Cambridge Savings Bank, based in Harvard Square, offers financial literacy courses through its CSBsmart Financial Education Program. (Photo: Wally Gobetz)

Members of African-American church congregations looking for more financial savvy should visit St. Paul’s African Methodist Episcopalian Church at 5:30 tonight for a session with Cambridge Savings Bank’s CSBsmart Financial Education Program.

The bank created the program after seeing “alarming results regarding the nation’s financial literacy,” said bank spokesman Tom Halkin, highlighting seven years’ worth of studies starting in 2002 that showed particular cause for alarm in teenagers.

Their median financial literacy score was 48.3 percent, “meaning more than half of the nation’s youth lack competency in financial matters,” he said.

CSBsmart targets teens, seniors citizens, the homeless and the poor, and tests of financial knowledge among high school students before and after taking the program showed a 93 percent increase, on average, in terms of improved financial understanding and awareness, Halkin said.

As a result, the bank has expanded the program, run by 25 bank employees who volunteer their time, into 17 communities in Eastern Massachusetts, he said.

The program familiarizes participants with the basics of budgeting and saving, the importance of maintaining financial stability, credit and fraud protection and easy-to-understand steps that allow anybody to learn how to appropriately manage personal finances, according to bank fact sheets.

“By increasing the scope of CSBsmart, the bank addresses a tremendous marketplace need.
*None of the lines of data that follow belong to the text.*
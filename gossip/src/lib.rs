//! Typed stores over the storage substrate, the EVM state store, the
//! block processor, and the transaction pool contract.

mod trie;

pub mod evm;
pub mod processor;
pub mod stores;
pub mod txpool;

pub use evm::{Account, EvmStore, StateDb};
pub use processor::Processor;
pub use stores::GossipStore;
pub use txpool::{TxDesc, TxPool};

use moira_dag::types::Hash;
use std::sync::Arc;
use thiserror::Error;

#[derive(Error, Debug)]
pub enum Error {
    #[error("store: {0}")]
    Store(#[from] moira_kvdb::Error),
    #[error("codec: {0}")]
    Codec(#[from] moira_codec::Error),
    #[error("io: {0}")]
    Io(#[from] std::io::Error),
    #[error("state node {0} is missing")]
    MissingState(Hash),
    #[error("state node hash mismatch: expected {expected}, got {got}")]
    StateMismatch { expected: Hash, got: Hash },
    #[error("transaction pool full ({0} transactions)")]
    PoolFull(usize),
}

/// Injected handler for unrecoverable errors; production wires it to the
/// errlock path.
pub type FatalHandler = Arc<dyn Fn(&Error) + Send + Sync>;
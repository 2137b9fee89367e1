//! Read-only wrapper.
//!
//! Used by export paths and `check evm`, where a stray write would corrupt
//! the store being inspected. Mutating operations fail with
//! [Error::UnsupportedOp].

use crate::{Batch, Error, Kv, KvIter, SharedKv};

/// A wrapper that rejects every mutating operation.
#[derive(Clone)]
pub struct ReadOnly {
    inner: SharedKv,
}

impl ReadOnly {
    /// Wraps `inner` read-only.
    pub fn new(inner: SharedKv) -> Self {
        Self { inner }
    }
}

impl Kv for ReadOnly {
    fn get(&self, key: &[u8]) -> Result<Option<Vec<u8>>, Error> {
        self.inner.get(key)
    }

    fn has(&self, key: &[u8]) -> Result<bool, Error> {
        self.inner.has(key)
    }

    fn put(&self, _key: &[u8], _value: &[u8]) -> Result<(), Error> {
        Err(Error::UnsupportedOp("put on read-only store"))
    }

    fn delete(&self, _key: &[u8]) -> Result<(), Error> {
        Err(Error::UnsupportedOp("delete on read-only store"))
    }

    fn write(&self, _batch: Batch) -> Result<(), Error> {
        Err(Error::UnsupportedOp("write on read-only store"))
    }

    fn iterate(&self, prefix: &[u8], start: Option<&[u8]>) -> Result<KvIter<'_>, Error> {
        self.inner.iterate(prefix, start)
    }

    fn compact(&self, _from: Option<&[u8]>, _to: Option<&[u8]>) -> Result<(), Error> {
        Err(Error::UnsupportedOp("compact on read-only store"))
    }

    fn sync(&self) -> Result<(), Error> {
        Err(Error::UnsupportedOp("sync on read-only store"))
    }
}

#[cfg(test)]
mod tests {
    use super::*;
    use crate::memory::Memory;
    use std::sync::Arc;

    #[test]
    fn test_rejects_writes() {
        let inner = Arc::new(Memory::new());
        inner.put(b"k", b"v").unwrap();

        let ro = ReadOnly::new(inner);
        assert_eq!(ro.get(b"k").unwrap().unwrap(), b"v");
        assert!(matches!(ro.put(b"k", b"x"), Err(Error::UnsupportedOp(_))));
        assert!(matches!(ro.delete(b"k"), Err(Error::UnsupportedOp(_))));
        assert!(matches!(
            ro.write(Batch::new()),
            Err(Error::UnsupportedOp(_))
        ));
        // The underlying value is untouched.
        assert_eq!(ro.get(b"k").unwrap().unwrap(), b"v");
    }
}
In an era in which too many people have been taken advantage of by unscrupulous lenders or pay too much in fees to check-cashing businesses, consumers absolutely must have better understanding of their finances,” said Robert M. Wilson, president and chief executive of the bank.

Cambridge residents who want to take advantage of the free program will find the church hosting more events March 14 and 21 (again for members of African-American church congregations) at 85 Bishop Allen Drive, near Central Square; and the Hildenbrand Family Self-Help Center hosting events April 7 and 20 (for adults and families at the center) at 39 Bishop Allen Drive.

Cambridge Savings Bank has 15 branches in Cambridge, Arlington, Watertown, Belmont, Acton, Bedford, Burlington, Concord, Lexington and Newton Centre and reports $2.2 billion in assets. For information, go to cambridgesavings.com.

This post was written from press releases.